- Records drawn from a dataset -
◇ ◇ ◇ ◇

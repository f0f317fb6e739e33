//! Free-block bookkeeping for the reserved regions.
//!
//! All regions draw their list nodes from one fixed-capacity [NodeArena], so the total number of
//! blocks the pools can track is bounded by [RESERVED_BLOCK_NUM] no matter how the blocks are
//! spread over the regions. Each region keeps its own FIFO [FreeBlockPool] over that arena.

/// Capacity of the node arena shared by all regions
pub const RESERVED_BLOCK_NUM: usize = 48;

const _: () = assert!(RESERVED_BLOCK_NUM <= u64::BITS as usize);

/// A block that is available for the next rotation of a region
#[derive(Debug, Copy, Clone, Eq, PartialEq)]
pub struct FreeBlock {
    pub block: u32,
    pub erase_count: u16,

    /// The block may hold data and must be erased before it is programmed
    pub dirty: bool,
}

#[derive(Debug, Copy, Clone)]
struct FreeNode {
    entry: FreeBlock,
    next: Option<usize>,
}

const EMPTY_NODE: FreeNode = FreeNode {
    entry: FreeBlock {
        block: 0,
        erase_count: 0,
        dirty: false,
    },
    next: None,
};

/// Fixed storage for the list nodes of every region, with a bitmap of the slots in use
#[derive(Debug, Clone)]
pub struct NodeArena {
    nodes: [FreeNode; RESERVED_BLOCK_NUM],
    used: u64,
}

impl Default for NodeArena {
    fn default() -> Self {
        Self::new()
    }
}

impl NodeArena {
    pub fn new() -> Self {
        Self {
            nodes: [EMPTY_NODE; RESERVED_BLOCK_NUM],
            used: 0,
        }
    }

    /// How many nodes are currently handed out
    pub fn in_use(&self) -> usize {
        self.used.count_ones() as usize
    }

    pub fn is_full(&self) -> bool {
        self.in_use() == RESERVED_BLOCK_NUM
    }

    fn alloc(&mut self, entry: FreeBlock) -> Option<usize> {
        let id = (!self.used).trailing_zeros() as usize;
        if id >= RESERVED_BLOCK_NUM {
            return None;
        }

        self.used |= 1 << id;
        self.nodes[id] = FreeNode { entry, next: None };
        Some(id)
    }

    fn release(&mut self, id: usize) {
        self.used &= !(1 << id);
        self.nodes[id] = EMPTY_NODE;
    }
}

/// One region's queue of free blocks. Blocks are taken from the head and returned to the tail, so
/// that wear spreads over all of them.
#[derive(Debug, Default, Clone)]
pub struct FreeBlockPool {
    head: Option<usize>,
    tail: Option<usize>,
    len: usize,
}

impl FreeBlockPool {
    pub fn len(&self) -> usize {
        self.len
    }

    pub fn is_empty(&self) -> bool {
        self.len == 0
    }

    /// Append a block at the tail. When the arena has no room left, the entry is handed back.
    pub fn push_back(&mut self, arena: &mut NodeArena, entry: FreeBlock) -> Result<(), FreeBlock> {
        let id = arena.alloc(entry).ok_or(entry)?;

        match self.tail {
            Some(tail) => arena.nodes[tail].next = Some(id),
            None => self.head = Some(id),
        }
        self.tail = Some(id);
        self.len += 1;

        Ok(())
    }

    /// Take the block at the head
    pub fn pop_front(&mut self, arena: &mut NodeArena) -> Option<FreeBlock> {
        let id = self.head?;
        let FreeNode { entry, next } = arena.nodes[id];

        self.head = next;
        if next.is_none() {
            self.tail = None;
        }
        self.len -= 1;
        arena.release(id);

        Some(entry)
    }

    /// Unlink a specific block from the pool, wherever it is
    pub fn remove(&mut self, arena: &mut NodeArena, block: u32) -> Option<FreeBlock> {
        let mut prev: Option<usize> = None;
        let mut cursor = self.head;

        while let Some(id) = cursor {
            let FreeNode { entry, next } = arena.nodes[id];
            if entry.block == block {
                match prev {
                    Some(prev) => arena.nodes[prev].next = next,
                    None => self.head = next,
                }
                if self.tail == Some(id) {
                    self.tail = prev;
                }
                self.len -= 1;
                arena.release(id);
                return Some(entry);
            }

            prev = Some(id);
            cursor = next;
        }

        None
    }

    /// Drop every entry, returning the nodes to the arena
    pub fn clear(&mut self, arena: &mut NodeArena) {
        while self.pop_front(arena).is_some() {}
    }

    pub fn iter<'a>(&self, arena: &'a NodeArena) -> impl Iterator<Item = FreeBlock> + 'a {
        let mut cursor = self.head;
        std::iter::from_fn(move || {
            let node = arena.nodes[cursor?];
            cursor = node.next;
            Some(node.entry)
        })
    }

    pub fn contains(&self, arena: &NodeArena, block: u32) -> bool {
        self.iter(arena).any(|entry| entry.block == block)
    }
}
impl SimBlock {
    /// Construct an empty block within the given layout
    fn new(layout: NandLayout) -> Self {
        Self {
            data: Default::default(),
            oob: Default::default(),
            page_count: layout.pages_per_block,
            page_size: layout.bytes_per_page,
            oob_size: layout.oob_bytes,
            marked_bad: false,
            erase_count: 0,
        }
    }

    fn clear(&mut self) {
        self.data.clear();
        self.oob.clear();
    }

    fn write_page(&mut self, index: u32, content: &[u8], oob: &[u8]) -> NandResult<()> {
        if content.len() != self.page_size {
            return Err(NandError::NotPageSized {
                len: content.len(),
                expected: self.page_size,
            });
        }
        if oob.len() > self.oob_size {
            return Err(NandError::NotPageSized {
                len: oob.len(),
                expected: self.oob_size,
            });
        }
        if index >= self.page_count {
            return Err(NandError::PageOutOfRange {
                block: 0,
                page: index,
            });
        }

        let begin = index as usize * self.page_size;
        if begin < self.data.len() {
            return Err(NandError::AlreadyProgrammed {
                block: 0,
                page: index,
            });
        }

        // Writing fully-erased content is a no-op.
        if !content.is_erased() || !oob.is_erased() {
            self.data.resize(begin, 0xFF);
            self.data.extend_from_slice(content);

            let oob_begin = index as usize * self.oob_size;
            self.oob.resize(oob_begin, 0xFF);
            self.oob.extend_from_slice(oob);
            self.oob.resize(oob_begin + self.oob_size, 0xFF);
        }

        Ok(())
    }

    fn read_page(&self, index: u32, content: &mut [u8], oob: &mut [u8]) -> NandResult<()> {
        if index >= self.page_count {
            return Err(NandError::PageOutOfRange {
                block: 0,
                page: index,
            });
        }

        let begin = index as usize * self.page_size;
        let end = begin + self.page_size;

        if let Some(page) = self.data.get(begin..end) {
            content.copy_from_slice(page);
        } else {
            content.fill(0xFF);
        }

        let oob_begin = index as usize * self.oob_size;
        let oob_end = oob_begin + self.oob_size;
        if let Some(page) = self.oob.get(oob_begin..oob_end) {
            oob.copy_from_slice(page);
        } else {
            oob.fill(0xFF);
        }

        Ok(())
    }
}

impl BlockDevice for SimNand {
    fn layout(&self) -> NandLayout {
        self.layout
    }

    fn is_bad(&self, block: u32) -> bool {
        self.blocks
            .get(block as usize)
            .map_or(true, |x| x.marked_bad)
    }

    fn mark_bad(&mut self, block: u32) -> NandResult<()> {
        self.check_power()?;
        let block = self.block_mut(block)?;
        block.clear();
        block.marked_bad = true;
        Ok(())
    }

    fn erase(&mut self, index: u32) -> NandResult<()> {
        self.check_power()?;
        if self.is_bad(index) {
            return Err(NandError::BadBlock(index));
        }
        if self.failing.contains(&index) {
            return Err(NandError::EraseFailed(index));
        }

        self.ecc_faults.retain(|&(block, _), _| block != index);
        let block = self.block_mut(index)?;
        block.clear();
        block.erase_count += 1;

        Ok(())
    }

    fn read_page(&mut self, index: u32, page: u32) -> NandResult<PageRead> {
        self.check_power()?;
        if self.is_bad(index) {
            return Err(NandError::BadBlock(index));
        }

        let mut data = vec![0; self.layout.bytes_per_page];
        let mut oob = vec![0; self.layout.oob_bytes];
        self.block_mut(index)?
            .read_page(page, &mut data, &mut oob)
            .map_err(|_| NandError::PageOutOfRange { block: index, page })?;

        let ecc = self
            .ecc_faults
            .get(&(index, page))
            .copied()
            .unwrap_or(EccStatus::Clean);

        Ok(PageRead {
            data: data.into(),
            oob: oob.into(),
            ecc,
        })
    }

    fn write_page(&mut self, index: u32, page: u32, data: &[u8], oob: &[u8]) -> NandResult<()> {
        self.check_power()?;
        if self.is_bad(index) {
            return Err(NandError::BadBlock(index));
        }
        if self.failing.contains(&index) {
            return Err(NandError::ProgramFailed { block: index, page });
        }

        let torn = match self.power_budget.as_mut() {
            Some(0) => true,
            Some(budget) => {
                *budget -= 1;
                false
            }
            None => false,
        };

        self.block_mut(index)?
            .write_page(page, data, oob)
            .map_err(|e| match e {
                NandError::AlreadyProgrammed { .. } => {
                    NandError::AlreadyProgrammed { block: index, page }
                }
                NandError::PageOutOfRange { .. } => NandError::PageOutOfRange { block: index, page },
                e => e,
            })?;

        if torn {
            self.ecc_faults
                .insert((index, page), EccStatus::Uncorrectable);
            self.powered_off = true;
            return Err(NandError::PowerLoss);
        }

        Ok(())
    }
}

◇ ◇ ◇ ◇

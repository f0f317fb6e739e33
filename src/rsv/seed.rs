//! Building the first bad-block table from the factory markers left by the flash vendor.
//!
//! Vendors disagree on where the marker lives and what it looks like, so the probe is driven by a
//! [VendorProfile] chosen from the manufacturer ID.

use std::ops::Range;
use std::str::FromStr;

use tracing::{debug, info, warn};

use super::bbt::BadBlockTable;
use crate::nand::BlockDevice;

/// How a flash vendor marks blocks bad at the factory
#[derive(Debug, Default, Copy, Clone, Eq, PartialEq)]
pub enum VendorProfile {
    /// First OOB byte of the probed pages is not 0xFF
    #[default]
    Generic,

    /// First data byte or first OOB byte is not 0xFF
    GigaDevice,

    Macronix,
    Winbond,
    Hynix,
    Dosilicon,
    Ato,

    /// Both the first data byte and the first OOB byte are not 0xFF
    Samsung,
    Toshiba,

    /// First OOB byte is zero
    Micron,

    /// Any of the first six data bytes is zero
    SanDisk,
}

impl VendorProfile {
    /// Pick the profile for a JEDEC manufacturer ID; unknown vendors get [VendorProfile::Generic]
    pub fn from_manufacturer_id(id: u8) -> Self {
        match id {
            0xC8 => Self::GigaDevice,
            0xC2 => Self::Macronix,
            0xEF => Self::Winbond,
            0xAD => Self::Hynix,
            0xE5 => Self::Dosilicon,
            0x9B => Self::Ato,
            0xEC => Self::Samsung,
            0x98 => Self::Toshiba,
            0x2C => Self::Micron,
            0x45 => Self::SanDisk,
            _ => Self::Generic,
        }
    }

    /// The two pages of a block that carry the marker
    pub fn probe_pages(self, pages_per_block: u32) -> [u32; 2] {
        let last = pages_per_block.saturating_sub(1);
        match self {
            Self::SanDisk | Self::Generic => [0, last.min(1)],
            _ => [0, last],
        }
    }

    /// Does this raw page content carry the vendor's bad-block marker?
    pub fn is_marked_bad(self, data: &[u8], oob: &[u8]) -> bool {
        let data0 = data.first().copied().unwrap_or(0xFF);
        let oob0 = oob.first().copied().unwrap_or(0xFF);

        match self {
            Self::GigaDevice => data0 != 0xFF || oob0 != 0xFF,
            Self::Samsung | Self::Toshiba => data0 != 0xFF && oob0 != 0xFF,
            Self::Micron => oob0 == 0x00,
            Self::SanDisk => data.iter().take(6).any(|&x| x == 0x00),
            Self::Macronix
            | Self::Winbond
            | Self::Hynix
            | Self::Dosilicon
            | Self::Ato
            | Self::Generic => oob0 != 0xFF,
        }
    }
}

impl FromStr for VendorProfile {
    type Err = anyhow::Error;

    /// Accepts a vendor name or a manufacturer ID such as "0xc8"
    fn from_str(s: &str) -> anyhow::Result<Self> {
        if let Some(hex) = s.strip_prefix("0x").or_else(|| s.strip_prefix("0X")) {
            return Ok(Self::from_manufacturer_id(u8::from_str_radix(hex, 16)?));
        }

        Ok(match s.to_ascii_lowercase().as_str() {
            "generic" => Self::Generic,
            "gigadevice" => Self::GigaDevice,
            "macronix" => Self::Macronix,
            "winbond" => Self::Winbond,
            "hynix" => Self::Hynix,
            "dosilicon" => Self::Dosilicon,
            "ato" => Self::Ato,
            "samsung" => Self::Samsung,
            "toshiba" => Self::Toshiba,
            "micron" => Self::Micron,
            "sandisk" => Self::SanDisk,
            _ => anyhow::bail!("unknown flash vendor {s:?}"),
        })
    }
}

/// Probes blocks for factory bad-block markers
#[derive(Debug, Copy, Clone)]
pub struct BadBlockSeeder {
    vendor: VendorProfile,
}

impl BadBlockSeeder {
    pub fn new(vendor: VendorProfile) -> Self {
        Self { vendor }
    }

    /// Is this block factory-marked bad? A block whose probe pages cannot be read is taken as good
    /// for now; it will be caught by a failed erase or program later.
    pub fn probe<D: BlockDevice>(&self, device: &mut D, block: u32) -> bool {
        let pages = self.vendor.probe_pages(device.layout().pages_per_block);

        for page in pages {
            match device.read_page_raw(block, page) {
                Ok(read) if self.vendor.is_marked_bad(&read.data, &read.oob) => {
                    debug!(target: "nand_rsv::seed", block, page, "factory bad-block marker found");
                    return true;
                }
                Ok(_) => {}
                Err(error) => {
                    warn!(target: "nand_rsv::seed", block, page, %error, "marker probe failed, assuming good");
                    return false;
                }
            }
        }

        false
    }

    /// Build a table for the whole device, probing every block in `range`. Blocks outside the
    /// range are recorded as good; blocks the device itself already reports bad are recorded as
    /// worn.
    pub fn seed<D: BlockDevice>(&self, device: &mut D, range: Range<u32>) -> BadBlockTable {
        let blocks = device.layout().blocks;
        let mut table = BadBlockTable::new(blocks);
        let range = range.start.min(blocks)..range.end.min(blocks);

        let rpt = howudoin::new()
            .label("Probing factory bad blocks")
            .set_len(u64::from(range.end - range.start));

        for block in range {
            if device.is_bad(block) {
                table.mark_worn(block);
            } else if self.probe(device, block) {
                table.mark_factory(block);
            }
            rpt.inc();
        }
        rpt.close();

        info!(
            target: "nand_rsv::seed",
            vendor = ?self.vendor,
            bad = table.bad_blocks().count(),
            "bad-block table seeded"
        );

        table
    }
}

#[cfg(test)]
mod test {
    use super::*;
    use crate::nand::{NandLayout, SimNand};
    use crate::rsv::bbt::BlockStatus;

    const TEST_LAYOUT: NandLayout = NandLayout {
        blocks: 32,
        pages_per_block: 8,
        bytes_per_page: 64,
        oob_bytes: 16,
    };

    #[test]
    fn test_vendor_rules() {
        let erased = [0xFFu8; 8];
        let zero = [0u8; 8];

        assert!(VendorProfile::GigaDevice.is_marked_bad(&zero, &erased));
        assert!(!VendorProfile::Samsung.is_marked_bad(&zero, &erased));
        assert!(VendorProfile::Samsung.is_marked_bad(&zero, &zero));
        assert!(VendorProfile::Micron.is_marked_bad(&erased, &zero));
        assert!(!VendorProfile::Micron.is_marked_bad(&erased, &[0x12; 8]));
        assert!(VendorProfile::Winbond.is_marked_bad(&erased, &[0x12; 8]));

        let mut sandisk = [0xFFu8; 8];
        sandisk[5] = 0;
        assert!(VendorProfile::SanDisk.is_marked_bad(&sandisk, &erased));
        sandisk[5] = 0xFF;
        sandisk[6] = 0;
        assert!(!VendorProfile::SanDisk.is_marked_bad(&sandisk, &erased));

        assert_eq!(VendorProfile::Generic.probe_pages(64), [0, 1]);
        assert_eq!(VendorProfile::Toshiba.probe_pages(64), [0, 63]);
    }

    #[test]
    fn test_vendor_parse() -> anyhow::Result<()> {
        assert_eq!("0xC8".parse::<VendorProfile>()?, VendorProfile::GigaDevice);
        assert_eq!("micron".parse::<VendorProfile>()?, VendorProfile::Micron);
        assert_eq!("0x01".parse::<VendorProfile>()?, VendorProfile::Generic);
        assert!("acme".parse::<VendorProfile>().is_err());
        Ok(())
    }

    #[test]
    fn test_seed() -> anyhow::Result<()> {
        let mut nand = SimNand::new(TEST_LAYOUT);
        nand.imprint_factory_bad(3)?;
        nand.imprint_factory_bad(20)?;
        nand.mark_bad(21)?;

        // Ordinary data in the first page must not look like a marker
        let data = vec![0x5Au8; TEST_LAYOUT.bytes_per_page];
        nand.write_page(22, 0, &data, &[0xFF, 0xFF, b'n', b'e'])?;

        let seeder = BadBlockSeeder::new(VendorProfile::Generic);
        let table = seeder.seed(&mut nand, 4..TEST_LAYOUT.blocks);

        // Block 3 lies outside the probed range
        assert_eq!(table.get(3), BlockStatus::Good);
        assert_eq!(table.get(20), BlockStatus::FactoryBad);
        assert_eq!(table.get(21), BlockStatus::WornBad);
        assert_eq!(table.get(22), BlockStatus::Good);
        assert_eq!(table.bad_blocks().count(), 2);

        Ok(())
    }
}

◇ ◇ ◇ ◇

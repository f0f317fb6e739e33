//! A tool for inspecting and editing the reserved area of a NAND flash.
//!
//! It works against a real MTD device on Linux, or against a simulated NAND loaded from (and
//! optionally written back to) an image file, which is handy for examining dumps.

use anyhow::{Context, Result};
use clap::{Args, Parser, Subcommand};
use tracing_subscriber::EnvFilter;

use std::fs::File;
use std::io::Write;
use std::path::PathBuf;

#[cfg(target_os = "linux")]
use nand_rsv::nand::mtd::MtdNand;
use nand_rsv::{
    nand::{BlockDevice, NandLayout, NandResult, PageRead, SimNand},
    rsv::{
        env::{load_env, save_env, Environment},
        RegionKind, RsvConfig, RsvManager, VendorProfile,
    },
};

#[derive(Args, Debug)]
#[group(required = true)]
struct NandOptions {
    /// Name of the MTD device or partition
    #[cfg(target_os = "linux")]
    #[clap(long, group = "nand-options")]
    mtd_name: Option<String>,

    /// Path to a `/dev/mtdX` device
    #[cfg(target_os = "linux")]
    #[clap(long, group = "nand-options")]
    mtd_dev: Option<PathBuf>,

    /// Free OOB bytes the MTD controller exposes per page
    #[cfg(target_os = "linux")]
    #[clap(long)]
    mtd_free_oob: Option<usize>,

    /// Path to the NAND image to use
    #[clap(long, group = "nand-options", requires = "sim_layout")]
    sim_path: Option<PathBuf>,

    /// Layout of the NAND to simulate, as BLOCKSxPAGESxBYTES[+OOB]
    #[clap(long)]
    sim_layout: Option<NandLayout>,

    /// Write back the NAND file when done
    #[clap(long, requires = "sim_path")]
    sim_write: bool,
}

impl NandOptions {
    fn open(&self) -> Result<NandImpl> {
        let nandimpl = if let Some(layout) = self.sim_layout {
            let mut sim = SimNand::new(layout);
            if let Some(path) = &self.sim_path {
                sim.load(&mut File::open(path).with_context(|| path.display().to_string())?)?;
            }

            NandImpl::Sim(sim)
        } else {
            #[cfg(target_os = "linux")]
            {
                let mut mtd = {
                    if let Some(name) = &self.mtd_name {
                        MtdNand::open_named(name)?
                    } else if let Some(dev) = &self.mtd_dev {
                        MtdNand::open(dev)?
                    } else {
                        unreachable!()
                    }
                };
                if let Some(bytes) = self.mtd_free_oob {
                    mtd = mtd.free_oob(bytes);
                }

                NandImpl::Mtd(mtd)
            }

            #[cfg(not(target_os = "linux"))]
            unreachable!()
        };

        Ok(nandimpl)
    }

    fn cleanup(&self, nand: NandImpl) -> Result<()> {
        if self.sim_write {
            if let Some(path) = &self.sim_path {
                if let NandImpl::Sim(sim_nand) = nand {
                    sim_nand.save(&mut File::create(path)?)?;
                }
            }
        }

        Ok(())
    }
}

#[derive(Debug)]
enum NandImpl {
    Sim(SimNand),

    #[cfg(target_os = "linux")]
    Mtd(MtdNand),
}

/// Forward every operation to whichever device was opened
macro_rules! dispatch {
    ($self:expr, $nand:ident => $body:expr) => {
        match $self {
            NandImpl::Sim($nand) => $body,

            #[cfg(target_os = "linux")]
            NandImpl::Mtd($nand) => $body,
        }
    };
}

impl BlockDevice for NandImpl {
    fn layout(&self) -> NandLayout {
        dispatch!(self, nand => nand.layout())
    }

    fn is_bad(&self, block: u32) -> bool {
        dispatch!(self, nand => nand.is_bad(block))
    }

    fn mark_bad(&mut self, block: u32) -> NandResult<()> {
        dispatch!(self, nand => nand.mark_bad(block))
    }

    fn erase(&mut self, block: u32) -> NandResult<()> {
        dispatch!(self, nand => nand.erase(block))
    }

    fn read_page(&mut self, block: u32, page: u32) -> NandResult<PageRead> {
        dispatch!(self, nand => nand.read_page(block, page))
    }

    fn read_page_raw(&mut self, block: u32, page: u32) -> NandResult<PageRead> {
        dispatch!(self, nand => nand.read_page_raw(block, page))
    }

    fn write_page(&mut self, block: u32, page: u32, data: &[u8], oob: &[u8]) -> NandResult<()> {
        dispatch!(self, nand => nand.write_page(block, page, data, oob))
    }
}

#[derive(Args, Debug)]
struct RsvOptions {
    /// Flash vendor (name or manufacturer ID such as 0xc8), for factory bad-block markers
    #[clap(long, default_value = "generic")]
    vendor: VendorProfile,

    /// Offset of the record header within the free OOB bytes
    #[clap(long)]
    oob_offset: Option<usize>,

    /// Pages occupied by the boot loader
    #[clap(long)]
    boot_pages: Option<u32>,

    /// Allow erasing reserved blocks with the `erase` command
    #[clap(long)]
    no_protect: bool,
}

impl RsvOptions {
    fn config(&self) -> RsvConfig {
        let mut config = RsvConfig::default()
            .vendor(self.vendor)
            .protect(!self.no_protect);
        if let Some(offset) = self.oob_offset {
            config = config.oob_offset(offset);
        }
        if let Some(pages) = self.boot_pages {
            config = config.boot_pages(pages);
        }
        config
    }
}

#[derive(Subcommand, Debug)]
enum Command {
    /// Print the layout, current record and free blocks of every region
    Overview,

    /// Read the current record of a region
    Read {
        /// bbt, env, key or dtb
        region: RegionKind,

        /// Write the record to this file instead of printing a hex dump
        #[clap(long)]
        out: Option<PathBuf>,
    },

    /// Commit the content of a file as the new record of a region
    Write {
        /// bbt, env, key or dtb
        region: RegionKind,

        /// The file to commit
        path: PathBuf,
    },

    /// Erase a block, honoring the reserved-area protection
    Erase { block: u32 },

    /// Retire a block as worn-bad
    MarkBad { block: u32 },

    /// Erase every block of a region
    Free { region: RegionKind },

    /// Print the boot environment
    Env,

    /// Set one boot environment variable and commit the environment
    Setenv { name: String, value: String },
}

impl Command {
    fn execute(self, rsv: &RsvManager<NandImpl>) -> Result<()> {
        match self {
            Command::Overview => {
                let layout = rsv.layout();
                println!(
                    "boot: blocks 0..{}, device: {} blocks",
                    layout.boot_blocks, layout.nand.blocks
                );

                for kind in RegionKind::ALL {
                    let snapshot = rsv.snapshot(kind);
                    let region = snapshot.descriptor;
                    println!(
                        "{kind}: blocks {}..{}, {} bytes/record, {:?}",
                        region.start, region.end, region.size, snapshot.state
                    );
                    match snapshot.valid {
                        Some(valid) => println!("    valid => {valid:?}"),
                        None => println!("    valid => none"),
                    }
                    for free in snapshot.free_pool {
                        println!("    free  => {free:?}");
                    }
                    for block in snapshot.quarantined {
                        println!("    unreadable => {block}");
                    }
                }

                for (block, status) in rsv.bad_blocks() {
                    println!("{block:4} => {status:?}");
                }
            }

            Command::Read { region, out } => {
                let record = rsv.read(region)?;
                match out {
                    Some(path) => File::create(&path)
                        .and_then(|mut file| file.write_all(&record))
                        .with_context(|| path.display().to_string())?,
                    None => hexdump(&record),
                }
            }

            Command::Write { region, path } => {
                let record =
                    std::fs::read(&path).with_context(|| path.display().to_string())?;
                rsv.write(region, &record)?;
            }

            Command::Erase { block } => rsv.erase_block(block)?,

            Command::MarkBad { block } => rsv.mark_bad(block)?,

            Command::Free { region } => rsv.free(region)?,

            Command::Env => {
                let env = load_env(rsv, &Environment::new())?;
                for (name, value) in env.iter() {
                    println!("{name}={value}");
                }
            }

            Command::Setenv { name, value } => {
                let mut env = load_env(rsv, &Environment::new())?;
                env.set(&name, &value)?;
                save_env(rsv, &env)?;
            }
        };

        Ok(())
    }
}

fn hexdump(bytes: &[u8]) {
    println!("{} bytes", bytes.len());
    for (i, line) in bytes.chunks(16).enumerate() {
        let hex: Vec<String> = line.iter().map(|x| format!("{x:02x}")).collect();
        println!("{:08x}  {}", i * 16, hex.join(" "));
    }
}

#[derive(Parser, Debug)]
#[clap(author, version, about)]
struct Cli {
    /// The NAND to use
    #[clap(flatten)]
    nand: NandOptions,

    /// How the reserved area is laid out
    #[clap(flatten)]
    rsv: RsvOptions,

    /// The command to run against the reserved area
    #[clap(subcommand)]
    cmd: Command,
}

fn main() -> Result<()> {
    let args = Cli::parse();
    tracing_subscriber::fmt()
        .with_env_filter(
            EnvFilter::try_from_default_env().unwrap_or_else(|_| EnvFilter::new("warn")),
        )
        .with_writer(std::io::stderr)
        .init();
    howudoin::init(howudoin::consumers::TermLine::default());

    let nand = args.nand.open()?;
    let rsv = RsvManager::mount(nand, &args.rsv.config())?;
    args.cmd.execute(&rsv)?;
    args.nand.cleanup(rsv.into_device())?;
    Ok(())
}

◇ ◇ ◇ ◇

- ABOUT THIS TASK -
If a line in the records above holds the string "AlreadyProgrammed", copy it out.

- SOLVED EXERCISE -
            return Err(NandError::AlreadyProgrammed {
                NandError::AlreadyProgrammed { .. } => {
                    NandError::AlreadyProgrammed { block: index, page }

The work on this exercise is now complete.